Vincent’s distance from this painting is such a common story among artists. How many songwriters, poets, painters, writers, and film-makers have in their catalogues work they either regret making or feel conflicted about? Perhaps it is a work that portrays a worldview or conviction the artist has since modified or abandoned. Or maybe they made something for commercial reasons, but never felt like it was a true representation of who they are. Or perhaps they created something with or about another person, and that relationship has since been severed or strained.
Take it beyond the fine arts into the common creative ventures of life— ideas about parenting, what a healthy marriage looks like, how a person measures success, what we believe deserves the best of our time and effort.
We have all gone down the wrong roads at times, chasing what we thought was best in the moment. We all have statements, wardrobe choices, opinions, relational pursuits, ways of interacting, and life choices we’ve made in our pasts from which we’d love to distance ourselves. And we’d be fools to think we’re not in the process of doing these things right now. We all have places in our lives where we’ve made the stars too big.

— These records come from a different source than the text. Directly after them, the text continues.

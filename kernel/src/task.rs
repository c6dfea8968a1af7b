//! Task trait for interact with user process.
use crate::syscall::Registers;

/// What the trapping thread does once the kernel is done with the trap.
#[must_use]
#[derive(Debug, PartialEq, Eq, Clone, Copy)]
pub enum Continuation {
    /// Resume the user program with the (possibly updated) frame.
    ReturnToUser,
    /// The process has been torn down with the given exit status. The thread
    /// must not resume user code.
    Exited(i32),
    /// Power off the machine.
    PowerOff,
}

/// Represents a **task** executed by a thread.
///
/// This trait defines the functionality required for handling events
/// triggered by a user process, such as **system calls**.
pub trait Task {
    /// Handles a **system call** triggered by the user program.
    ///
    /// - The `registers` parameter contains the state of the CPU registers at
    ///   the time of the system call.
    /// - Implementations of this function should parse the system call
    ///   arguments, execute the corresponding operation, and store the result
    ///   back in `registers`.
    fn syscall(&mut self, registers: &mut Registers) -> Continuation;
}
//! # File state of a process.
//!
//! Processes interact with files through **file descriptors**, small integers
//! that index the process's file descriptor table. The open file objects
//! themselves live in kernel memory and are never reachable from user space;
//! a descriptor is an opaque reference to one of them.
//!
//! Two descriptors are reserved and never name a table slot:
//! - **Standard Input ([`STDIN`], descriptor 0)**: reads come from the
//!   process console, writes are ignored.
//! - **Standard Output ([`STDOUT`], descriptor 1)**: writes go to the process
//!   console, reads fail.
//!
//! Every other descriptor below [`MAX_FD`] is a slot of the table. A slot is
//! either empty or holds exactly one [`File`], and a [`File`] is held by
//! exactly one slot: it is not `Clone`, so releasing a slot hands the handle
//! back to the caller, which closes it once.
//!
//! New descriptors are allocated by scanning upward from a low-water cursor;
//! releasing a descriptor below the cursor lowers it, so the lowest free
//! descriptor is always reused first.
//!
//! Every filesystem call made on behalf of these handlers (open, read, write,
//! close) runs under [`fs::with_lock`]. Reading the length of an open file is
//! the one call made without it.
use alloc::boxed::Box;
use kernel::{
    KernelError,
    fs::{self, FileSystem, RegularFile},
    teletype::Console,
};

/// Number of descriptors of a process, including the reserved ones.
pub const MAX_FD: usize = 128;

/// Standard input.
pub const STDIN: FileDescriptor = FileDescriptor(0);

/// Standard output.
pub const STDOUT: FileDescriptor = FileDescriptor(1);

/// Represents an index into a process's file descriptor table.
#[derive(Debug, PartialEq, Eq, PartialOrd, Ord, Clone, Copy)]
pub struct FileDescriptor(pub i32);

impl FileDescriptor {
    /// Returns the table slot the descriptor names, if any.
    fn slot(self) -> Option<usize> {
        match usize::try_from(self.0) {
            Ok(slot) if slot > STDOUT.0 as usize && slot < MAX_FD => Some(slot),
            _ => None,
        }
    }
}

/// An open file: a handle to the inode plus the process's position in it.
pub struct File {
    file: RegularFile,
    position: usize,
    deny_write: bool,
}

impl File {
    /// Wraps a freshly opened inode, positioned at the start.
    pub fn new(file: RegularFile) -> Self {
        Self {
            file,
            position: 0,
            deny_write: false,
        }
    }

    /// Denies writes to the inode for as long as this handle is open.
    pub fn deny_write(&mut self) {
        if !self.deny_write {
            self.deny_write = true;
            self.file.deny_write();
        }
    }

    /// Returns `true` if this handle holds a write denial.
    pub fn denies_write(&self) -> bool {
        self.deny_write
    }

    /// Reads at the current position and advances it. Callers hold the
    /// filesystem lock.
    pub fn read(&mut self, buf: &mut [u8]) -> Result<usize, KernelError> {
        let n = self.file.read(self.position, buf)?;
        self.position += n;
        Ok(n)
    }

    /// Writes at the current position and advances it. Callers hold the
    /// filesystem lock.
    pub fn write(&mut self, buf: &[u8]) -> Result<usize, KernelError> {
        let n = self.file.write(self.position, buf)?;
        self.position += n;
        Ok(n)
    }

    /// Moves the position. Positions past the end are allowed.
    pub fn seek(&mut self, position: usize) {
        self.position = position;
    }

    /// Returns the position.
    pub fn tell(&self) -> usize {
        self.position
    }

    /// Returns the length of the file.
    pub fn size(&self) -> usize {
        self.file.size()
    }

    /// Returns an independent handle to the same inode.
    pub fn reopen(&self) -> RegularFile {
        self.file.clone()
    }

    /// Creates a handle to the same inode with the same position and write
    /// denial, for a forked child.
    pub fn duplicate(&self) -> Self {
        let mut file = File::new(self.reopen());
        file.position = self.position;
        if self.deny_write {
            file.deny_write();
        }
        file
    }
}

impl Drop for File {
    fn drop(&mut self) {
        if self.deny_write {
            self.file.allow_write();
        }
    }
}

impl core::fmt::Debug for File {
    fn fmt(&self, f: &mut core::fmt::Formatter<'_>) -> core::fmt::Result {
        f.debug_struct("File")
            .field("file", &self.file)
            .field("position", &self.position)
            .field("deny_write", &self.deny_write)
            .finish()
    }
}

/// Returned by [`FileStruct::install_file`] when every slot is occupied.
///
/// Carries the handle back so the caller can close it.
#[derive(Debug)]
pub struct TableFull(pub File);

/// The [`FileStruct`] represents the filesystem state for a specific process,
/// corresponding to the Linux kernel's `struct files_struct`.
pub struct FileStruct {
    files: Box<[Option<File>; MAX_FD]>,
    next_fd: usize,
}

impl Default for FileStruct {
    fn default() -> Self {
        Self::new()
    }
}

impl FileStruct {
    /// Creates an empty table.
    pub fn new() -> Self {
        Self {
            files: Box::new(core::array::from_fn(|_| None)),
            next_fd: STDOUT.0 as usize + 1,
        }
    }

    /// Installs `file` in the lowest free slot.
    pub fn install_file(&mut self, file: File) -> Result<FileDescriptor, TableFull> {
        match (self.next_fd..MAX_FD).find(|fd| self.files[*fd].is_none()) {
            Some(fd) => {
                self.files[fd] = Some(file);
                self.next_fd = fd + 1;
                Ok(FileDescriptor(fd as i32))
            }
            None => Err(TableFull(file)),
        }
    }

    /// Resolves `fd` to its handle.
    ///
    /// Reserved descriptors, out-of-range descriptors and empty slots all
    /// resolve to `None`.
    pub fn get_file(&self, fd: FileDescriptor) -> Option<&File> {
        self.files[fd.slot()?].as_ref()
    }

    /// Resolves `fd` to its handle, for modification.
    pub fn get_file_mut(&mut self, fd: FileDescriptor) -> Option<&mut File> {
        self.files[fd.slot()?].as_mut()
    }

    /// Clears the slot of `fd`, handing its handle to the caller.
    pub fn remove_file(&mut self, fd: FileDescriptor) -> Option<File> {
        let slot = fd.slot()?;
        let file = self.files[slot].take()?;
        self.next_fd = self.next_fd.min(slot);
        Some(file)
    }

    /// Returns the number of occupied slots.
    pub fn len(&self) -> usize {
        self.files.iter().filter(|f| f.is_some()).count()
    }

    /// Returns `true` if no slot is occupied.
    pub fn is_empty(&self) -> bool {
        self.len() == 0
    }

    /// Releases every occupied slot and closes the handles.
    pub fn close_all(&mut self) {
        for slot in self.files.iter_mut() {
            if let Some(file) = slot.take() {
                fs::with_lock(|| drop(file));
            }
        }
        self.next_fd = STDOUT.0 as usize + 1;
    }

    /// Creates a copy of the table for a forked child. Every handle is
    /// reopened with the same position and write denial.
    pub fn duplicate(&self) -> Self {
        Self {
            files: Box::new(core::array::from_fn(|fd| {
                self.files[fd].as_ref().map(File::duplicate)
            })),
            next_fd: self.next_fd,
        }
    }

    /// Opens the file named `path`.
    ///
    /// ```c
    /// int open(const char *file);
    /// ```
    ///
    /// With `deny_write`, the new handle denies writes to the file until it
    /// is closed; the program loader's executable is opened this way.
    pub fn open(
        &mut self,
        fs: &FileSystem,
        path: &str,
        deny_write: bool,
    ) -> Result<FileDescriptor, KernelError> {
        let mut file = File::new(fs.open(path)?);
        if deny_write {
            file.deny_write();
        }
        self.install_file(file).map_err(|TableFull(file)| {
            debug!("open: descriptor table is full");
            fs::with_lock(|| drop(file));
            KernelError::TooManyOpenFile
        })
    }

    /// Reads from `fd` into `buf`.
    ///
    /// ```c
    /// int read(int fd, void *buffer, unsigned size);
    /// ```
    pub fn read(
        &mut self,
        fd: FileDescriptor,
        buf: &mut [u8],
        console: &Console,
    ) -> Result<usize, KernelError> {
        match fd {
            STDIN => console.read(buf),
            STDOUT => Err(KernelError::BadFileDescriptor),
            fd => {
                let file = self.get_file_mut(fd).ok_or(KernelError::BadFileDescriptor)?;
                fs::with_lock(|| file.read(buf))
            }
        }
    }

    /// Writes `buf` to `fd`.
    ///
    /// ```c
    /// int write(int fd, const void *buffer, unsigned size);
    /// ```
    pub fn write(
        &mut self,
        fd: FileDescriptor,
        buf: &[u8],
        console: &Console,
    ) -> Result<usize, KernelError> {
        match fd {
            STDIN => Ok(0),
            STDOUT => console.write(buf),
            fd => {
                let file = self.get_file_mut(fd).ok_or(KernelError::BadFileDescriptor)?;
                fs::with_lock(|| file.write(buf))
            }
        }
    }

    /// Moves the position of `fd`.
    ///
    /// ```c
    /// void seek(int fd, unsigned position);
    /// ```
    pub fn seek(&mut self, fd: FileDescriptor, position: usize) -> Result<(), KernelError> {
        self.get_file_mut(fd)
            .ok_or(KernelError::BadFileDescriptor)?
            .seek(position);
        Ok(())
    }

    /// Returns the position of `fd`.
    ///
    /// ```c
    /// unsigned tell(int fd);
    /// ```
    pub fn tell(&self, fd: FileDescriptor) -> Result<usize, KernelError> {
        self.get_file(fd)
            .map(File::tell)
            .ok_or(KernelError::BadFileDescriptor)
    }

    /// Returns the length of the file behind `fd`.
    ///
    /// ```c
    /// int filesize(int fd);
    /// ```
    pub fn filesize(&self, fd: FileDescriptor) -> Result<usize, KernelError> {
        self.get_file(fd)
            .map(File::size)
            .ok_or(KernelError::BadFileDescriptor)
    }

    /// Closes `fd`.
    ///
    /// ```c
    /// void close(int fd);
    /// ```
    pub fn close(&mut self, fd: FileDescriptor) -> Result<(), KernelError> {
        let file = self.remove_file(fd).ok_or(KernelError::BadFileDescriptor)?;
        fs::with_lock(|| drop(file));
        Ok(())
    }
}

#[cfg(test)]
mod tests {
    use super::*;
    use alloc::{sync::Arc, vec::Vec};
    use core::sync::atomic::{AtomicIsize, AtomicUsize, Ordering};
    use kernel::{fs::InodeNumber, teletype::Null};

    #[derive(Default)]
    struct Inode {
        denials: AtomicIsize,
        closes: Arc<AtomicUsize>,
    }

    struct Handle(Arc<Inode>);

    impl Drop for Handle {
        fn drop(&mut self) {
            self.0.closes.fetch_add(1, Ordering::SeqCst);
        }
    }

    impl fs::traits::RegularFile for Handle {
        fn ino(&self) -> InodeNumber {
            InodeNumber(1)
        }
        fn size(&self) -> usize {
            42
        }
        fn read(&self, _position: usize, _buf: &mut [u8]) -> Result<usize, KernelError> {
            Ok(0)
        }
        fn write(&self, _position: usize, buf: &[u8]) -> Result<usize, KernelError> {
            Ok(buf.len())
        }
        fn deny_write(&self) {
            self.0.denials.fetch_add(1, Ordering::SeqCst);
        }
        fn allow_write(&self) {
            self.0.denials.fetch_sub(1, Ordering::SeqCst);
        }
    }

    fn open(inode: &Arc<Inode>) -> File {
        File::new(RegularFile::new(Handle(inode.clone())))
    }

    #[test]
    fn lowest_free_descriptor_is_reused() {
        let inode = Arc::new(Inode::default());
        let mut table = FileStruct::new();
        let fds: Vec<_> = (0..4)
            .map(|_| table.install_file(open(&inode)).unwrap())
            .collect();
        assert_eq!(fds, [2, 3, 4, 5].map(FileDescriptor));

        assert!(table.close(FileDescriptor(3)).is_ok());
        assert!(table.close(FileDescriptor(2)).is_ok());
        assert_eq!(table.install_file(open(&inode)).unwrap(), FileDescriptor(2));
        assert_eq!(table.install_file(open(&inode)).unwrap(), FileDescriptor(3));
        assert_eq!(table.install_file(open(&inode)).unwrap(), FileDescriptor(6));
        assert_eq!(inode.closes.load(Ordering::SeqCst), 2);
    }

    #[test]
    fn reserved_and_out_of_range_descriptors_never_resolve() {
        let inode = Arc::new(Inode::default());
        let mut table = FileStruct::new();
        table.install_file(open(&inode)).unwrap();
        for fd in [-1, 0, 1, MAX_FD as i32, i32::MIN, i32::MAX] {
            assert!(table.get_file(FileDescriptor(fd)).is_none(), "fd {fd}");
            assert_eq!(table.close(FileDescriptor(fd)), Err(KernelError::BadFileDescriptor));
        }
        assert_eq!(table.len(), 1);
        assert_eq!(table.tell(FileDescriptor(2)), Ok(0));
        assert_eq!(table.filesize(FileDescriptor(2)), Ok(42));
    }

    #[test]
    fn full_table_returns_the_handle() {
        let inode = Arc::new(Inode::default());
        let mut table = FileStruct::new();
        for _ in 2..MAX_FD {
            table.install_file(open(&inode)).unwrap();
        }
        let TableFull(file) = table.install_file(open(&inode)).unwrap_err();
        fs::with_lock(|| drop(file));
        assert_eq!(inode.closes.load(Ordering::SeqCst), 1);
        assert_eq!(table.len(), MAX_FD - 2);

        table.close_all();
        assert!(table.is_empty());
        assert_eq!(inode.closes.load(Ordering::SeqCst), MAX_FD - 1);
    }

    #[test]
    fn write_denial_follows_the_handle() {
        let inode = Arc::new(Inode::default());
        let mut table = FileStruct::new();
        let mut file = open(&inode);
        file.deny_write();
        file.deny_write();
        let fd = table.install_file(file).unwrap();
        assert_eq!(inode.denials.load(Ordering::SeqCst), 1);

        let mut child = table.duplicate();
        assert_eq!(inode.denials.load(Ordering::SeqCst), 2);
        assert!(child.get_file(fd).unwrap().denies_write());

        table.close(fd).unwrap();
        assert_eq!(inode.denials.load(Ordering::SeqCst), 1);
        child.close_all();
        assert_eq!(inode.denials.load(Ordering::SeqCst), 0);
    }

    #[test]
    fn console_descriptors() {
        let console = Console::new(Null);
        let mut table = FileStruct::new();
        let mut buf = [0u8; 4];
        assert_eq!(table.read(STDOUT, &mut buf, &console), Err(KernelError::BadFileDescriptor));
        assert_eq!(table.read(STDIN, &mut buf, &console), Ok(0));
        assert_eq!(table.write(STDIN, b"abc", &console), Ok(0));
        assert_eq!(table.write(STDOUT, b"abc", &console), Ok(3));
        assert_eq!(table.write(FileDescriptor(7), b"abc", &console), Err(KernelError::BadFileDescriptor));
    }
}
//! # The user-program system call boundary.
//!
//! This crate is the trusted entry point through which a user program asks
//! the kernel for service. Every argument a program passes is untrusted: a
//! pointer may be null, point into the kernel or name unmapped memory; a
//! descriptor may be stale or forged; a mapping request may overlap memory the
//! program already owns. The boundary validates all of it before a single
//! side effect happens, then delegates to the filesystem, the pager and the
//! process manager.
//!
//! ## Outline
//! - [`syscall`]: decoding the trapped frame into a [`SyscallAbi`].
//! - [`uaccess`]: the user-address validator and the only copy path to and
//!   from user memory.
//! - [`file_struct`]: the per-process file descriptor table and the file
//!   system calls.
//! - [`mm_struct`]: the mapping gate in front of the pager.
//! - [`pager`] and [`lazy_pager`]: the virtual memory contract and its
//!   reference implementation.
//! - [`process`]: the process control block and the lifecycle shims.
//!
//! ## Failure modes
//!
//! A request fails in one of two ways:
//!
//! - **Recoverable**: a missing file, a bad descriptor, a rejected mapping.
//!   The program gets the sentinel of the call (`-1`, `0` or `NULL`) and
//!   keeps running.
//! - **Fatal**: an invalid pointer or an unknown system call number. The
//!   handler returns [`NoReturn::Exit`]`(-1)`, which every caller propagates
//!   with `?`. Only [`Task::syscall`] turns it into a teardown of the process,
//!   so the termination notice is printed once.
//!
//! [`Task::syscall`]: kernel::task::Task::syscall
#![cfg_attr(not(test), no_std)]
#![deny(missing_docs, rustdoc::broken_intra_doc_links)]

extern crate alloc;
#[allow(unused_imports)]
#[macro_use]
extern crate kernel;

pub mod file_struct;
pub mod lazy_pager;
pub mod mm_struct;
pub mod pager;
pub mod process;
pub mod syscall;
pub mod uaccess;

use file_struct::FileDescriptor;
use kernel::{
    syscall::Registers,
    task::{Continuation, Task},
};
use num_enum::TryFromPrimitive;
use pager::Pager;
use syscall::SyscallAbi;
use uaccess::{UserCString, UserU8SliceRO, UserU8SliceWO, kernel_buffer};

pub use process::{Lifecycle, Pid, Process, ProcessBuilder};

/// Represents system call numbers.
///
/// Each variant corresponds to a specific system call that can be invoked
/// using the system call interface. The numeric values align with the
/// syscall table of the user library.
#[derive(Debug, Clone, Copy, PartialEq, Eq, TryFromPrimitive)]
#[repr(usize)]
pub enum SyscallNumber {
    /// Powers off the machine.
    Halt = 0,
    /// Terminates the current process.
    Exit = 1,
    /// Clones the current process.
    Fork = 2,
    /// Replaces the image of the current process.
    Exec = 3,
    /// Waits for a child process to exit.
    Wait = 4,
    /// Creates a file.
    Create = 5,
    /// Deletes a file.
    Remove = 6,
    /// Opens a file and returns a file descriptor.
    Open = 7,
    /// Returns the length of an open file.
    Filesize = 8,
    /// Reads data from a file descriptor.
    Read = 9,
    /// Writes data to a file descriptor.
    Write = 10,
    /// Moves the file offset of an open file.
    Seek = 11,
    /// Retrieves the current file offset.
    Tell = 12,
    /// Closes an open file descriptor.
    Close = 13,
    /// Maps a file into memory.
    Mmap = 14,
    /// Unmaps a file mapping.
    Munmap = 15,
}

/// An outcome of a system call after which the calling program does not
/// resume where it trapped.
#[derive(Debug, Clone, PartialEq, Eq)]
pub enum NoReturn {
    /// Terminate the process with the status.
    Exit(i32),
    /// Power off the machine.
    Halt,
    /// The image was replaced; resume on this frame.
    Exec(Registers),
}

impl<P: Pager> Task for Process<P> {
    /// Handles a system call request from a user program.
    ///
    /// Decodes the frame, validates the arguments of the requested call and
    /// runs its handler. A value returned by the handler is written to `%rax`;
    /// a [`NoReturn`] is carried out here and nowhere else.
    fn syscall(&mut self, regs: &mut Registers) -> Continuation {
        self.user_rsp = regs.rsp;
        let abi = SyscallAbi::from_registers(regs);
        let return_val = match SyscallNumber::try_from(abi.sysno) {
            Ok(no) => self.dispatch(no, &abi),
            Err(_) => {
                warning!("{}: unknown system call {:#x}", self.name, abi.sysno);
                Err(NoReturn::Exit(-1))
            }
        };
        match return_val {
            Ok(v) => {
                abi.set_return_value(v);
                Continuation::ReturnToUser
            }
            Err(NoReturn::Exec(frame)) => {
                *abi.regs = frame;
                Continuation::ReturnToUser
            }
            Err(NoReturn::Exit(status)) => {
                self.exit(status);
                Continuation::Exited(status)
            }
            Err(NoReturn::Halt) => Continuation::PowerOff,
        }
    }
}

impl<P: Pager> Process<P> {
    fn dispatch(&mut self, no: SyscallNumber, abi: &SyscallAbi) -> Result<usize, NoReturn> {
        match no {
            SyscallNumber::Halt => Err(NoReturn::Halt),
            SyscallNumber::Exit => Err(NoReturn::Exit(abi.arg1 as i32)),
            SyscallNumber::Fork => self.fork(abi),
            SyscallNumber::Exec => self.exec(abi),
            SyscallNumber::Wait => self.wait(abi),
            SyscallNumber::Create => self.create(abi),
            SyscallNumber::Remove => self.remove(abi),
            SyscallNumber::Open => self.open(abi),
            SyscallNumber::Filesize => self.filesize(abi),
            SyscallNumber::Read => {
                let buf = UserU8SliceWO::new(&self.mm_struct, abi.arg2, abi.arg3 as u32 as usize)?;
                self.read(abi, buf)
            }
            SyscallNumber::Write => {
                let buf = UserU8SliceRO::new(&self.mm_struct, abi.arg2, abi.arg3 as u32 as usize)?;
                self.write(abi, buf)
            }
            SyscallNumber::Seek => self.seek(abi),
            SyscallNumber::Tell => self.tell(abi),
            SyscallNumber::Close => self.close(abi),
            SyscallNumber::Mmap => Ok(self
                .mm_struct
                .mmap(&self.file_struct, abi)
                .unwrap_or(0)),
            SyscallNumber::Munmap => {
                if let Err(e) = self.mm_struct.munmap(abi) {
                    debug!("munmap({:#x}) failed: {:?}", abi.arg1, e);
                }
                Ok(0)
            }
        }
    }

    /// ```c
    /// bool create(const char *file, unsigned initial_size);
    /// ```
    fn create(&mut self, abi: &SyscallAbi) -> Result<usize, NoReturn> {
        let path = UserCString::new(abi.arg1).read(&mut self.mm_struct)?;
        Ok(self.fs.create(&path, abi.arg2 as u32 as usize).is_ok() as usize)
    }

    /// ```c
    /// bool remove(const char *file);
    /// ```
    fn remove(&mut self, abi: &SyscallAbi) -> Result<usize, NoReturn> {
        let path = UserCString::new(abi.arg1).read(&mut self.mm_struct)?;
        Ok(self.fs.remove(&path).is_ok() as usize)
    }

    /// ```c
    /// int open(const char *file);
    /// ```
    fn open(&mut self, abi: &SyscallAbi) -> Result<usize, NoReturn> {
        let path = UserCString::new(abi.arg1).read(&mut self.mm_struct)?;
        let executable = path == self.name;
        Ok(self
            .file_struct
            .open(&self.fs, &path, executable)
            .map_or(SyscallAbi::ERROR, |fd| SyscallAbi::encode_int(fd.0)))
    }

    /// ```c
    /// int filesize(int fd);
    /// ```
    fn filesize(&mut self, abi: &SyscallAbi) -> Result<usize, NoReturn> {
        let fd = FileDescriptor(abi.arg1 as i32);
        Ok(self.file_struct.filesize(fd).unwrap_or(SyscallAbi::ERROR))
    }

    /// ```c
    /// int read(int fd, void *buffer, unsigned size);
    /// ```
    fn read(&mut self, abi: &SyscallAbi, buf: UserU8SliceWO) -> Result<usize, NoReturn> {
        let fd = FileDescriptor(abi.arg1 as i32);
        let mut data = match kernel_buffer(buf.len()) {
            Ok(data) => data,
            Err(_) => return Ok(SyscallAbi::ERROR),
        };
        let n = match self.file_struct.read(fd, &mut data, &self.console) {
            Ok(n) => n,
            Err(_) => return Ok(SyscallAbi::ERROR),
        };
        Ok(buf
            .put(&mut self.mm_struct, &data[..n])
            .unwrap_or(SyscallAbi::ERROR))
    }

    /// ```c
    /// int write(int fd, const void *buffer, unsigned size);
    /// ```
    fn write(&mut self, abi: &SyscallAbi, buf: UserU8SliceRO) -> Result<usize, NoReturn> {
        let fd = FileDescriptor(abi.arg1 as i32);
        let data = match buf.get(&mut self.mm_struct) {
            Ok(data) => data,
            Err(_) => return Ok(0),
        };
        Ok(self
            .file_struct
            .write(fd, &data, &self.console)
            .unwrap_or(0))
    }

    /// ```c
    /// void seek(int fd, unsigned position);
    /// ```
    fn seek(&mut self, abi: &SyscallAbi) -> Result<usize, NoReturn> {
        let fd = FileDescriptor(abi.arg1 as i32);
        let _ = self.file_struct.seek(fd, abi.arg2 as u32 as usize);
        Ok(0)
    }

    /// ```c
    /// unsigned tell(int fd);
    /// ```
    fn tell(&mut self, abi: &SyscallAbi) -> Result<usize, NoReturn> {
        let fd = FileDescriptor(abi.arg1 as i32);
        Ok(self.file_struct.tell(fd).unwrap_or(SyscallAbi::ERROR))
    }

    /// ```c
    /// void close(int fd);
    /// ```
    fn close(&mut self, abi: &SyscallAbi) -> Result<usize, NoReturn> {
        let fd = FileDescriptor(abi.arg1 as i32);
        let _ = self.file_struct.close(fd);
        Ok(0)
    }
}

And yet, Vincent was captured by the sky. He painted it often, and spoke of it as being a way he communed with God and found some measure of peace for his tormented mind. Vincent was a deeply wounded man and in another letter to Theo he confessed his “tremendous need for, shall I say the word—for religion—so I go outside at night to paint the stars.”[3]
Vincent went on to say, “It would be so simple and would account so much for the terrible things in life, which now amaze and wound us so, if life had yet another hemisphere, invisible it is true, but where one lands when one dies.”[4]
Here lies another case of duplicity in Vincent’s heart. It seems he wanted the stars he painted to be smaller and his life’s work to be more realistic, but he also hoped that the sky he studied would go on and on into a vast and eternal splendor made for him.
May we all be so duplicitous.
About the Art: Vincent van Gogh, The Starry Night, 1889, Oil on canvas, 73.7 cm × 92.1 cm, Museum of Modern Art, New York City.
[1] Van Gogh Letters Project, no. 805
[2] de Leeuw, Ronald (ed.) (1996). The Letters of Vincent van Gogh. London: Penguin Books. p. 469. ISBN 978-0-140-44674-6.